Le style western marchait bien pour raconter le long voyage d’Hossein, mais ça ne fonctionnait pas pour les séquences plus introspectives. Comme les scènes sur le rêve et l’imagination étaient très importantes pour moi, les moments de style western se sont un peu effacés pour laisser la place à quelque chose de plus onirique. C’était important car le film venait de là, j’étais allée à la rencontre de personnes aveugles pour leur poser des questions sur leur manière de rêver, les formes que prenait leur imagination. On a particulièrement travaillé l’éclairage pour les scènes oniriques car Hossein m’avait beaucoup décrit son univers intérieur et les concepts qu’ils avait créés autour des couleurs notamment, c’était important pour moi d’essayer de donner une forme cinématographique à tout ça. Donc le travail sur la forme vient à la fois d’une volonté de mettre en image les concepts un peu abstraits d’Hossein, ce qu’il appelle ses « images mentales », et aussi d’une envie de travailler la dimension « mythique » et impressionnante de son histoire en jouant avec un style inspiré du cinéma de genre (western donc, mais aussi un peu de cinéma fantastique et giallo pour les moments plus oniriques et l’utilisation des couleurs dans ces scènes-là).

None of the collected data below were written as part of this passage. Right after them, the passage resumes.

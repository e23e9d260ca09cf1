//! Persona repository.
//!
//! Every read joins the referenced `direccion`, so callers always receive a
//! [`Persona`] with its address loaded.

use directorio_core::{DireccionId, PerfilId, PersonaId};

use super::memory::{PersonaRow, Tables};
use super::{Page, RepositoryError, StoreHandle};
use crate::models::{Direccion, NewPersona, Persona};

const CONFLICT: &str = "persona already exists";
const INVALID_DIRECCION: &str = "direccion_id does not reference an existing direccion";

/// Persona joined with its address columns.
#[derive(Debug, sqlx::FromRow)]
struct PersonaJoinRow {
    id: PersonaId,
    nombre: String,
    apellido: String,
    direccion_id: Option<DireccionId>,
    perfil_id: Option<PerfilId>,
    direccion_calle: Option<String>,
    direccion_numero: Option<i32>,
}

impl TryFrom<PersonaJoinRow> for Persona {
    type Error = RepositoryError;

    fn try_from(r: PersonaJoinRow) -> Result<Self, Self::Error> {
        let direccion = match (r.direccion_id, r.direccion_calle, r.direccion_numero) {
            (None, _, _) => None,
            (Some(id), Some(calle), Some(numero)) => Some(Direccion { id, calle, numero }),
            (Some(id), _, _) => {
                return Err(RepositoryError::DataCorruption(format!(
                    "persona {} references missing direccion {id}",
                    r.id
                )));
            }
        };

        Ok(Self {
            id: r.id,
            nombre: r.nombre,
            apellido: r.apellido,
            direccion_id: r.direccion_id,
            perfil_id: r.perfil_id,
            direccion,
        })
    }
}

fn join_direccion(tables: &Tables, row: &PersonaRow) -> Result<Persona, RepositoryError> {
    let direccion = match row.direccion_id {
        None => None,
        Some(id) => Some(tables.direcciones.get(&id).cloned().ok_or_else(|| {
            RepositoryError::DataCorruption(format!(
                "persona {} references missing direccion {id}",
                row.id
            ))
        })?),
    };

    Ok(Persona {
        id: row.id,
        nombre: row.nombre.clone(),
        apellido: row.apellido.clone(),
        direccion_id: row.direccion_id,
        perfil_id: row.perfil_id,
        direccion,
    })
}

fn check_reference(tables: &Tables, new: &NewPersona) -> Result<(), RepositoryError> {
    match new.direccion_id {
        Some(id) if !tables.direcciones.contains_key(&id) => {
            Err(RepositoryError::InvalidReference(INVALID_DIRECCION.to_owned()))
        }
        _ => Ok(()),
    }
}

/// Repository for persona storage.
pub struct PersonaRepository<'a> {
    conn: &'a mut StoreHandle,
}

impl<'a> PersonaRepository<'a> {
    /// Create a new persona repository.
    #[must_use]
    pub const fn new(conn: &'a mut StoreHandle) -> Self {
        Self { conn }
    }

    /// Get a persona by ID, with its address loaded.
    ///
    /// # Errors
    ///
    /// Returns `RepositoryError::Database` if the query fails.
    /// Returns `RepositoryError::DataCorruption` if the referenced address is missing.
    pub async fn get(&mut self, id: PersonaId) -> Result<Option<Persona>, RepositoryError> {
        match &mut *self.conn {
            StoreHandle::Postgres(conn) => {
                let row = sqlx::query_as::<_, PersonaJoinRow>(
                    r"
                    SELECT p.id, p.nombre, p.apellido, p.direccion_id, p.perfil_id,
                           d.calle AS direccion_calle, d.numero AS direccion_numero
                    FROM persona p
                    LEFT JOIN direccion d ON d.id = p.direccion_id
                    WHERE p.id = $1
                    ",
                )
                .bind(id)
                .fetch_optional(&mut **conn)
                .await?;

                row.map(Persona::try_from).transpose()
            }
            StoreHandle::Memory(mem) => {
                let tables = mem.lock().await;
                tables
                    .personas
                    .get(&id)
                    .map(|row| join_direccion(&tables, row))
                    .transpose()
            }
        }
    }

    /// List personas ordered by ID, with their addresses loaded.
    ///
    /// # Errors
    ///
    /// Returns `RepositoryError::Database` if the query fails.
    /// Returns `RepositoryError::DataCorruption` if a referenced address is missing.
    pub async fn list(&mut self, page: Page) -> Result<Vec<Persona>, RepositoryError> {
        match &mut *self.conn {
            StoreHandle::Postgres(conn) => {
                let rows = sqlx::query_as::<_, PersonaJoinRow>(
                    r"
                    SELECT p.id, p.nombre, p.apellido, p.direccion_id, p.perfil_id,
                           d.calle AS direccion_calle, d.numero AS direccion_numero
                    FROM persona p
                    LEFT JOIN direccion d ON d.id = p.direccion_id
                    ORDER BY p.id
                    OFFSET $1 LIMIT $2
                    ",
                )
                .bind(page.sql_offset())
                .bind(page.sql_limit())
                .fetch_all(&mut **conn)
                .await?;

                rows.into_iter().map(Persona::try_from).collect()
            }
            StoreHandle::Memory(mem) => {
                let tables = mem.lock().await;
                tables
                    .personas
                    .values()
                    .skip(page.skip())
                    .take(page.take())
                    .map(|row| join_direccion(&tables, row))
                    .collect()
            }
        }
    }

    /// Insert a new persona.
    ///
    /// # Errors
    ///
    /// Returns `RepositoryError::InvalidReference` if `direccion_id` does not exist.
    /// Returns `RepositoryError::Database` for other database errors.
    pub async fn create(&mut self, new: &NewPersona) -> Result<Persona, RepositoryError> {
        match &mut *self.conn {
            StoreHandle::Postgres(conn) => {
                let row = sqlx::query_as::<_, PersonaJoinRow>(
                    r"
                    WITH inserted AS (
                        INSERT INTO persona (nombre, apellido, direccion_id, perfil_id)
                        VALUES ($1, $2, $3, $4)
                        RETURNING id, nombre, apellido, direccion_id, perfil_id
                    )
                    SELECT i.id, i.nombre, i.apellido, i.direccion_id, i.perfil_id,
                           d.calle AS direccion_calle, d.numero AS direccion_numero
                    FROM inserted i
                    LEFT JOIN direccion d ON d.id = i.direccion_id
                    ",
                )
                .bind(&new.nombre)
                .bind(&new.apellido)
                .bind(new.direccion_id)
                .bind(new.perfil_id)
                .fetch_one(&mut **conn)
                .await
                .map_err(|e| RepositoryError::from_write(e, CONFLICT, INVALID_DIRECCION))?;

                Persona::try_from(row)
            }
            StoreHandle::Memory(mem) => {
                let mut tables = mem.lock().await;
                check_reference(&tables, new)?;

                let row = PersonaRow {
                    id: tables.next_persona_id(),
                    nombre: new.nombre.clone(),
                    apellido: new.apellido.clone(),
                    direccion_id: new.direccion_id,
                    perfil_id: new.perfil_id,
                };
                let persona = join_direccion(&tables, &row)?;
                tables.personas.insert(row.id, row);
                Ok(persona)
            }
        }
    }

    /// Replace the fields of an existing persona.
    ///
    /// Returns `None` if no persona has the given ID.
    ///
    /// # Errors
    ///
    /// Returns `RepositoryError::InvalidReference` if `direccion_id` does not exist.
    /// Returns `RepositoryError::Database` for other database errors.
    pub async fn update(
        &mut self,
        id: PersonaId,
        new: &NewPersona,
    ) -> Result<Option<Persona>, RepositoryError> {
        match &mut *self.conn {
            StoreHandle::Postgres(conn) => {
                let row = sqlx::query_as::<_, PersonaJoinRow>(
                    r"
                    WITH updated AS (
                        UPDATE persona
                        SET nombre = $2, apellido = $3, direccion_id = $4, perfil_id = $5
                        WHERE id = $1
                        RETURNING id, nombre, apellido, direccion_id, perfil_id
                    )
                    SELECT u.id, u.nombre, u.apellido, u.direccion_id, u.perfil_id,
                           d.calle AS direccion_calle, d.numero AS direccion_numero
                    FROM updated u
                    LEFT JOIN direccion d ON d.id = u.direccion_id
                    ",
                )
                .bind(id)
                .bind(&new.nombre)
                .bind(&new.apellido)
                .bind(new.direccion_id)
                .bind(new.perfil_id)
                .fetch_optional(&mut **conn)
                .await
                .map_err(|e| RepositoryError::from_write(e, CONFLICT, INVALID_DIRECCION))?;

                row.map(Persona::try_from).transpose()
            }
            StoreHandle::Memory(mem) => {
                let mut tables = mem.lock().await;
                if !tables.personas.contains_key(&id) {
                    return Ok(None);
                }
                check_reference(&tables, new)?;

                let row = PersonaRow {
                    id,
                    nombre: new.nombre.clone(),
                    apellido: new.apellido.clone(),
                    direccion_id: new.direccion_id,
                    perfil_id: new.perfil_id,
                };
                let persona = join_direccion(&tables, &row)?;
                tables.personas.insert(id, row);
                Ok(Some(persona))
            }
        }
    }
}

#[cfg(test)]
#[allow(clippy::unwrap_used)]
mod tests {
    use super::*;
    use crate::db::{DireccionRepository, MemoryStore};
    use crate::models::NewDireccion;

    fn new_persona(nombre: &str, direccion_id: Option<DireccionId>) -> NewPersona {
        NewPersona {
            nombre: nombre.to_owned(),
            apellido: "Garcia".to_owned(),
            direccion_id,
            perfil_id: None,
        }
    }

    async fn seed_direccion(conn: &mut StoreHandle) -> Direccion {
        DireccionRepository::new(conn)
            .create(&NewDireccion {
                calle: "Main".to_owned(),
                numero: 5,
            })
            .await
            .unwrap()
    }

    #[tokio::test]
    async fn create_loads_direccion() {
        let mut conn = StoreHandle::Memory(MemoryStore::new());
        let direccion = seed_direccion(&mut conn).await;

        let mut repo = PersonaRepository::new(&mut conn);
        let persona = repo
            .create(&new_persona("Ana", Some(direccion.id)))
            .await
            .unwrap();

        assert_eq!(persona.id, PersonaId::new(1));
        assert_eq!(persona.direccion, Some(direccion));
        assert_eq!(repo.get(persona.id).await.unwrap(), Some(persona));
    }

    #[tokio::test]
    async fn create_without_direccion() {
        let mut conn = StoreHandle::Memory(MemoryStore::new());
        let mut repo = PersonaRepository::new(&mut conn);

        let persona = repo.create(&new_persona("Ana", None)).await.unwrap();
        assert_eq!(persona.direccion_id, None);
        assert_eq!(persona.direccion, None);
    }

    #[tokio::test]
    async fn create_with_unknown_direccion_is_rejected() {
        let mut conn = StoreHandle::Memory(MemoryStore::new());
        let mut repo = PersonaRepository::new(&mut conn);

        let err = repo
            .create(&new_persona("Ana", Some(DireccionId::new(42))))
            .await
            .unwrap_err();
        assert!(matches!(err, RepositoryError::InvalidReference(_)));
        assert!(repo.list(Page::default()).await.unwrap().is_empty());
    }

    #[tokio::test]
    async fn update_replaces_fields() {
        let mut conn = StoreHandle::Memory(MemoryStore::new());
        let direccion = seed_direccion(&mut conn).await;

        let mut repo = PersonaRepository::new(&mut conn);
        let persona = repo.create(&new_persona("Ana", None)).await.unwrap();

        let updated = repo
            .update(persona.id, &new_persona("Maria", Some(direccion.id)))
            .await
            .unwrap()
            .unwrap();
        assert_eq!(updated.id, persona.id);
        assert_eq!(updated.nombre, "Maria");
        assert_eq!(updated.direccion, Some(direccion));

        let cleared = repo
            .update(persona.id, &new_persona("Maria", None))
            .await
            .unwrap()
            .unwrap();
        assert_eq!(cleared.direccion, None);
    }

    #[tokio::test]
    async fn update_missing_returns_none() {
        let mut conn = StoreHandle::Memory(MemoryStore::new());
        let mut repo = PersonaRepository::new(&mut conn);

        let result = repo
            .update(PersonaId::new(7), &new_persona("Ana", None))
            .await
            .unwrap();
        assert_eq!(result, None);
    }

    #[tokio::test]
    async fn list_pages_in_id_order() {
        let mut conn = StoreHandle::Memory(MemoryStore::new());
        let mut repo = PersonaRepository::new(&mut conn);
        for name in ["A", "B", "C"] {
            repo.create(&new_persona(name, None)).await.unwrap();
        }

        let all = repo.list(Page::default()).await.unwrap();
        let names: Vec<&str> = all.iter().map(|p| p.nombre.as_str()).collect();
        assert_eq!(names, vec!["A", "B", "C"]);

        let tail = repo.list(Page::new(2, 10)).await.unwrap();
        assert_eq!(tail.len(), 1);
        assert_eq!(tail[0].nombre, "C");
    }
}
//! The HTTP flow against a real `PostgreSQL` store.
//!
//! These tests require a reachable database:
//!
//! ```bash
//! DIRECTORIO_TEST_DATABASE_URL=postgres://localhost/directorio_test \
//!     cargo test -p directorio-integration-tests -- --ignored
//! ```
//!
//! Migrations are applied before each test. Rows are never deleted, so names
//! carry a random suffix.

use reqwest::StatusCode;
use secrecy::SecretString;
use serde_json::json;
use uuid::Uuid;

use directorio_api::db::{self, Store};
use directorio_integration_tests::{TestServer, read_envelope};

async fn postgres_server() -> TestServer {
    let url = std::env::var("DIRECTORIO_TEST_DATABASE_URL")
        .expect("DIRECTORIO_TEST_DATABASE_URL must be set");
    let pool = db::create_pool(&SecretString::from(url))
        .await
        .expect("Failed to connect to test database");
    db::run_migrations(&pool)
        .await
        .expect("Failed to run migrations");

    TestServer::start_with_store(Store::Postgres(pool)).await
}

#[tokio::test]
#[ignore = "Requires a PostgreSQL database (DIRECTORIO_TEST_DATABASE_URL)"]
async fn test_postgres_persona_round_trip() {
    let server = postgres_server().await;
    let token = server.token().await;
    let client = server.client();
    let calle = format!("Main {}", Uuid::new_v4());

    let resp = client
        .post(server.url("/direccion/create"))
        .bearer_auth(&token)
        .json(&json!({"calle": calle, "numero": 5}))
        .send()
        .await
        .expect("Failed to create direccion");
    assert_eq!(resp.status(), StatusCode::OK);
    let direccion = read_envelope(resp).await.data.expect("direccion data");

    let resp = client
        .post(server.url("/persona/create"))
        .bearer_auth(&token)
        .json(&json!({"nombre": "Ana", "apellido": "Garcia", "direccion_id": direccion["id"]}))
        .send()
        .await
        .expect("Failed to create persona");
    assert_eq!(resp.status(), StatusCode::OK);
    let persona = read_envelope(resp).await.data.expect("persona data");
    assert_eq!(persona["direccion"]["calle"], calle.as_str());

    let resp = client
        .put(server.url(&format!("/persona/update/{}", persona["id"])))
        .bearer_auth(&token)
        .json(&json!({"nombre": "Ana", "apellido": "Garcia", "direccion_id": 0}))
        .send()
        .await
        .expect("Failed to update persona");
    assert_eq!(resp.status(), StatusCode::OK);
    let updated = read_envelope(resp).await.data.expect("persona data");
    assert!(updated["direccion"].is_null());
}

#[tokio::test]
#[ignore = "Requires a PostgreSQL database (DIRECTORIO_TEST_DATABASE_URL)"]
async fn test_postgres_dangling_reference_is_422() {
    let server = postgres_server().await;
    let token = server.token().await;

    let resp = server
        .client()
        .post(server.url("/persona/create"))
        .bearer_auth(&token)
        .json(&json!({"nombre": "Ana", "apellido": "Garcia", "direccion_id": i32::MAX}))
        .send()
        .await
        .expect("Failed to send request");
    assert_eq!(resp.status(), StatusCode::UNPROCESSABLE_ENTITY);
}

#[tokio::test]
#[ignore = "Requires a PostgreSQL database (DIRECTORIO_TEST_DATABASE_URL)"]
async fn test_postgres_readiness_reports_store() {
    let server = postgres_server().await;

    let resp = server
        .client()
        .get(server.url("/health/ready"))
        .send()
        .await
        .expect("Failed to send request");
    assert_eq!(resp.status(), StatusCode::OK);
    let data = read_envelope(resp).await.data.expect("readiness data");
    assert_eq!(data["store"], "postgres");
}
//! Login rate limiting using governor and `tower_governor`.
//!
//! `POST /token` is limited per client IP: a burst of 5 attempts, then one
//! more every 6 seconds. Rejections are plain 429 responses that the envelope
//! middleware wraps like any other error.

use std::net::{IpAddr, Ipv4Addr, SocketAddr};
use std::sync::Arc;

use axum::extract::ConnectInfo;
use axum::http::Request;
use governor::clock::QuantaInstant;
use governor::middleware::NoOpMiddleware;
use tower_governor::{GovernorError, GovernorLayer, governor::GovernorConfigBuilder};

/// Key extractor for the client IP.
///
/// Proxy headers win over the socket peer. Requests with neither (in-process
/// tests) share the unspecified address.
#[derive(Clone, Copy)]
pub struct ClientIpKeyExtractor;

fn header_ip<T>(req: &Request<T>, name: &str) -> Option<IpAddr> {
    req.headers()
        .get(name)
        .and_then(|v| v.to_str().ok())
        .and_then(|s| s.split(',').next())
        .and_then(|s| s.trim().parse::<IpAddr>().ok())
}

impl tower_governor::key_extractor::KeyExtractor for ClientIpKeyExtractor {
    type Key = IpAddr;

    fn extract<T>(&self, req: &Request<T>) -> Result<Self::Key, GovernorError> {
        let ip = header_ip(req, "x-forwarded-for")
            .or_else(|| header_ip(req, "x-real-ip"))
            .or_else(|| {
                req.extensions()
                    .get::<ConnectInfo<SocketAddr>>()
                    .map(|ConnectInfo(addr)| addr.ip())
            })
            .unwrap_or(IpAddr::V4(Ipv4Addr::UNSPECIFIED));
        Ok(ip)
    }
}

/// Rate limiter layer type for Axum.
pub type RateLimiterLayer =
    GovernorLayer<ClientIpKeyExtractor, NoOpMiddleware<QuantaInstant>, axum::body::Body>;

/// Create the rate limiter for `POST /token`: ~10 attempts per minute per IP.
///
/// # Panics
///
/// This function will not panic. `per_second(6)` and `burst_size(5)` are
/// both non-zero, which is all `GovernorConfigBuilder` checks.
#[must_use]
pub fn login_rate_limiter() -> RateLimiterLayer {
    let config = GovernorConfigBuilder::default()
        .key_extractor(ClientIpKeyExtractor)
        .per_second(6) // Replenish 1 attempt every 6 seconds
        .burst_size(5)
        .finish()
        .expect("rate limiter config with per_second(6) and burst_size(5) is valid");
    GovernorLayer::new(Arc::new(config))
}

Tu disais qu’une cheffe-opératrice, Elise Vray a fait les images, comment s’est déroulé votre travail ? 

J’ai travaillé avec deux camarades de ma promo du DEMC, Elise Vray à l’image et Pierrick Boyer au son. Elise a intégré cette année la Fémis en image ; elle voulait déjà devenir chef op l’an dernier, c’était donc vraiment super de travailler sur l’image avec elle car elle était très motivée et impliquée. Avant le tournage, j’ai beaucoup travaillé sur le découpage car je savais qu’on n’aurait pas un grand temps de tournage (5 jours) et qu’il serait important d’expliquer à Hossein en détails ce qu’on voulait faire. Chaque scène était donc écrite avant le tournage, il y avait un découpage pour tout le film – même si il y a quand même eu beaucoup d’imprévus au tournage. J’ai montré à Elise des références filmiques pour l’image, par exemple Il était une fois dans l’Ouest, mais aussi des choses plus expérimentales comme Amer d’Hélène Cattet et Bruno Forzani, Suspiria d’Argento, ou encore le western russe Le Soleil blanc du désert. On a beaucoup discuté du découpage, de la faisabilité des plans (par exemple, je voulais vraiment qu’on puisse faire des travellings, on a donc fait des tests et des repérages avec plusieurs techniques de stabilisation, et finalement on a fini par louer un fauteuil roulant). On s’est beaucoup préparés avant le tournage, heureusement car tout est allé très vite ensuite, on avait une destination par jour : un jour en ville, un autre en studio, puis dans la forêt, et enfin on a pris le train pour la Charente pour filmer les plans de l’éolienne et de la nature…

 

Parle nous du personnage, de son histoire et aussi de ce qu’il raconte, d’où vient le texte qui ressemble à un recueil d’impressions ?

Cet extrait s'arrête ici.